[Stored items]
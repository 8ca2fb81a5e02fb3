//! Main condensation API
//!
//! The [`Condenser`] is the entry point of the library. It holds the run-wide
//! configuration and lookup table and turns one instance at a time into an
//! [`InstanceRecord`] plus the [`ResolvedSchema`] describing its columns.
//!
//! A `Condenser` is only read while condensing, so one value can be shared by
//! reference across worker threads.

use crate::config::EngineConfig;
use crate::instance::{InstanceArtifacts, InstanceDir};
use crate::logparse::LogParser;
use crate::lookup::{LookupStats, LookupTable};
use crate::resolver::{ResolvedSchema, SchemaResolver};
use crate::timeline::TimelineEngine;
use crate::types::{CondenseError, InstanceRecord, Result};
use crate::xml::SubmissionDocument;
use std::collections::BTreeMap;
use std::path::Path;

/// One condensed instance, ready to be written
#[derive(Debug, Clone)]
pub struct Condensed {
    pub record: InstanceRecord,
    pub schema: ResolvedSchema,
}

impl Condensed {
    /// Ordered column names for this instance's row
    pub fn columns(&self) -> Vec<String> {
        self.schema.columns()
    }

    /// Cell values, aligned with [`Condensed::columns`]
    pub fn row(&self) -> Vec<String> {
        self.schema.row(&self.record)
    }
}

/// Condenses instances against a lookup table
#[derive(Debug, Clone, Default)]
pub struct Condenser {
    config: EngineConfig,
    lookup: LookupTable,
    /// Used when a submission's root element has no `id`
    fallback_form_id: Option<String>,
}

impl Condenser {
    /// Create a condenser with an empty lookup table
    pub fn new(config: EngineConfig) -> Self {
        Self {
            config,
            lookup: LookupTable::new(),
            fallback_form_id: None,
        }
    }

    /// Builder method: use a lookup table
    pub fn with_lookup(mut self, lookup: LookupTable) -> Self {
        self.lookup = lookup;
        self
    }

    /// Builder method: form id for submissions that do not declare one
    pub fn with_fallback_form_id(mut self, form_id: impl Into<String>) -> Self {
        self.fallback_form_id = Some(form_id.into());
        self
    }

    /// Load the lookup table from a JSON file, replacing the current one
    pub fn load_lookup(&mut self, path: &Path) -> Result<()> {
        self.lookup = LookupTable::from_file(path)?;
        Ok(())
    }

    pub fn config(&self) -> &EngineConfig {
        &self.config
    }

    pub fn lookup(&self) -> &LookupTable {
        &self.lookup
    }

    /// Get statistics about the loaded lookup table
    pub fn lookup_stats(&self) -> LookupStats {
        self.lookup.stats()
    }

    /// Condense an instance stored as a directory
    pub fn condense_dir(&self, path: &Path) -> Result<Condensed> {
        self.condense(&InstanceDir::new(path, &self.config))
    }

    /// Condense one instance
    ///
    /// Any error here is scoped to this instance. The log is replayed with the
    /// form's own break threshold when its lookup entry sets one.
    pub fn condense(&self, instance: &dyn InstanceArtifacts) -> Result<Condensed> {
        let instance_id = instance.instance_id();
        log::debug!("[{}] Beginning work", instance_id);

        let file_sizes = instance.file_sizes()?;
        let document = SubmissionDocument::parse(instance.read_submission()?)?;

        let form_id = match document.form_id() {
            Some(form_id) => form_id.to_string(),
            None => {
                let fallback = self
                    .fallback_form_id
                    .clone()
                    .ok_or(CondenseError::MissingFormId)?;
                log::debug!(
                    "[{}] Submission declares no form id; using {}",
                    instance_id,
                    fallback
                );
                fallback
            }
        };

        let schema = SchemaResolver::new(&self.lookup, &self.config.missing_marker).resolve(&form_id);
        if !schema.declared {
            log::warn!(
                "[{}] No lookup entry for form_id \"{}\"; writing aggregate columns only",
                instance_id,
                form_id
            );
        }

        let tag_values = document.extract(&schema.tags, &self.config.missing_marker)?;

        let engine = TimelineEngine::new(&self.config)
            .with_break_threshold_ms(schema.break_threshold_ms.unwrap_or(self.config.break_threshold_ms))
            .for_instance(instance_id);
        let mut events = LogParser::from_reader(instance.open_log()?, instance_id)?;
        let summary = engine.replay(&mut events)?;
        let log_version = events.version().map(str::to_string);
        if events.skipped_lines() > 0 {
            log::debug!(
                "[{}] {} malformed log line(s) skipped",
                instance_id,
                events.skipped_lines()
            );
        }

        let mut prompt_metrics = summary.prompts;
        let mut uncaptured_prompts = Vec::new();
        if schema.declared {
            let (kept, dropped): (BTreeMap<_, _>, BTreeMap<_, _>) = prompt_metrics
                .into_iter()
                .partition(|(prompt, _)| schema.prompts.contains(prompt));
            prompt_metrics = kept;
            uncaptured_prompts = dropped
                .into_iter()
                .filter(|(_, metrics)| metrics.visits > 0)
                .map(|(prompt, _)| prompt)
                .collect();
        }
        if !uncaptured_prompts.is_empty() {
            log::debug!(
                "[{}] Prompts not captured by the lookup: {}",
                instance_id,
                uncaptured_prompts.join(", ")
            );
        }

        let record = InstanceRecord {
            instance_id: instance_id.to_string(),
            form_id,
            form_title: schema.form_title.clone(),
            log_version,
            file_sizes,
            total_active_time_ms: summary.total_active_time_ms,
            total_break_time_ms: summary.total_break_time_ms,
            total_paused_time_ms: summary.total_paused_time_ms,
            total_swipe_events: summary.total_swipe_events,
            screen_count: summary.screen_count,
            save_count: summary.save_count,
            relation_self_destruct: summary.relation_self_destruct,
            prompt_metrics,
            tag_values,
            uncaptured_prompts,
        };

        log::debug!("[{}] Completed work", instance_id);
        Ok(Condensed { record, schema })
    }
}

[Assigned task] Every entry must be given again exactly as it reads.

[Answer box]
repository 8ca2fb81a5e02fb3
//! Main condensation API
//!
//! The [`Condenser`] is the entry point of the library. It holds the run-wide
//! configuration and lookup table and turns one instance at a time into an
//! [`InstanceRecord`] plus the [`ResolvedSchema`] describing its columns.
//!
//! A `Condenser` is only read while condensing, so one value can be shared by
//! reference across worker threads.

use crate::config::EngineConfig;
use crate::instance::{InstanceArtifacts, InstanceDir};
use crate::logparse::LogParser;
use crate::lookup::{LookupStats, LookupTable};
use crate::resolver::{ResolvedSchema, SchemaResolver};
use crate::timeline::TimelineEngine;
use crate::types::{CondenseError, InstanceRecord, Result};
use crate::xml::SubmissionDocument;
use std::collections::BTreeMap;
use std::path::Path;

/// One condensed instance, ready to be written
#[derive(Debug, Clone)]
pub struct Condensed {
    pub record: InstanceRecord,
    pub schema: ResolvedSchema,
}

impl Condensed {
    /// Ordered column names for this instance's row
    pub fn columns(&self) -> Vec<String> {
        self.schema.columns()
    }

    /// Cell values, aligned with [`Condensed::columns`]
    pub fn row(&self) -> Vec<String> {
        self.schema.row(&self.record)
    }
}

/// Condenses instances against a lookup table
#[derive(Debug, Clone, Default)]
pub struct Condenser {
    config: EngineConfig,
    lookup: LookupTable,
    /// Used when a submission's root element has no `id`
    fallback_form_id: Option<String>,
}

impl Condenser {
    /// Create a condenser with an empty lookup table
    pub fn new(config: EngineConfig) -> Self {
        Self {
            config,
            lookup: LookupTable::new(),
            fallback_form_id: None,
        }
    }

    /// Builder method: use a lookup table
    pub fn with_lookup(mut self, lookup: LookupTable) -> Self {
        self.lookup = lookup;
        self
    }

    /// Builder method: form id for submissions that do not declare one
    pub fn with_fallback_form_id(mut self, form_id: impl Into<String>) -> Self {
        self.fallback_form_id = Some(form_id.into());
        self
    }

    /// Load the lookup table from a JSON file, replacing the current one
    pub fn load_lookup(&mut self, path: &Path) -> Result<()> {
        self.lookup = LookupTable::from_file(path)?;
        Ok(())
    }

    pub fn config(&self) -> &EngineConfig {
        &self.config
    }

    pub fn lookup(&self) -> &LookupTable {
        &self.lookup
    }

    /// Get statistics about the loaded lookup table
    pub fn lookup_stats(&self) -> LookupStats {
        self.lookup.stats()
    }

    /// Condense an instance stored as a directory
    pub fn condense_dir(&self, path: &Path) -> Result<Condensed> {
        self.condense(&InstanceDir::new(path, &self.config))
    }

    /// Condense one instance
    ///
    /// Any error here is scoped to this instance. The log is replayed with the
    /// form's own break threshold when its lookup entry sets one.
    pub fn condense(&self, instance: &dyn InstanceArtifacts) -> Result<Condensed> {
        let instance_id = instance.instance_id();
        log::debug!("[{}] Beginning work", instance_id);

        let file_sizes = instance.file_sizes()?;
        let document = SubmissionDocument::parse(instance.read_submission()?)?;

        let form_id = match document.form_id() {
            Some(form_id) => form_id.to_string(),
            None => {
                let fallback = self
                    .fallback_form_id
                    .clone()
                    .ok_or(CondenseError::MissingFormId)?;
                log::debug!(
                    "[{}] Submission declares no form id; using {}",
                    instance_id,
                    fallback
                );
                fallback
            }
        };

        let schema = SchemaResolver::new(&self.lookup, &self.config.missing_marker).resolve(&form_id);
        if !schema.declared {
            log::warn!(
                "[{}] No lookup entry for form_id \"{}\"; writing aggregate columns only",
                instance_id,
                form_id
            );
        }

        let tag_values = document.extract(&schema.tags, &self.config.missing_marker)?;

        let engine = TimelineEngine::new(&self.config)
            .with_break_threshold_ms(schema.break_threshold_ms.unwrap_or(self.config.break_threshold_ms))
            .for_instance(instance_id);
        let mut events = LogParser::from_reader(instance.open_log()?, instance_id)?;
        let summary = engine.replay(&mut events)?;
        let log_version = events.version().map(str::to_string);
        if events.skipped_lines() > 0 {
            log::debug!(
                "[{}] {} malformed log line(s) skipped",
                instance_id,
                events.skipped_lines()
            );
        }

        let mut prompt_metrics = summary.prompts;
        let mut uncaptured_prompts = Vec::new();
        if schema.declared {
            let (kept, dropped): (BTreeMap<_, _>, BTreeMap<_, _>) = prompt_metrics
                .into_iter()
                .partition(|(prompt, _)| schema.prompts.contains(prompt));
            prompt_metrics = kept;
            uncaptured_prompts = dropped
                .into_iter()
                .filter(|(_, metrics)| metrics.visits > 0)
                .map(|(prompt, _)| prompt)
                .collect();
        }
        if !uncaptured_prompts.is_empty() {
            log::debug!(
                "[{}] Prompts not captured by the lookup: {}",
                instance_id,
                uncaptured_prompts.join(", ")
            );
        }

        let record = InstanceRecord {
            instance_id: instance_id.to_string(),
            form_id,
            form_title: schema.form_title.clone(),
            log_version,
            file_sizes,
            total_active_time_ms: summary.total_active_time_ms,
            total_break_time_ms: summary.total_break_time_ms,
            total_paused_time_ms: summary.total_paused_time_ms,
            total_swipe_events: summary.total_swipe_events,
            screen_count: summary.screen_count,
            save_count: summary.save_count,
            relation_self_destruct: summary.relation_self_destruct,
            prompt_metrics,
            tag_values,
            uncaptured_prompts,
        };

        log::debug!("[{}] Completed work", instance_id);
        Ok(Condensed { record, schema })
    }
}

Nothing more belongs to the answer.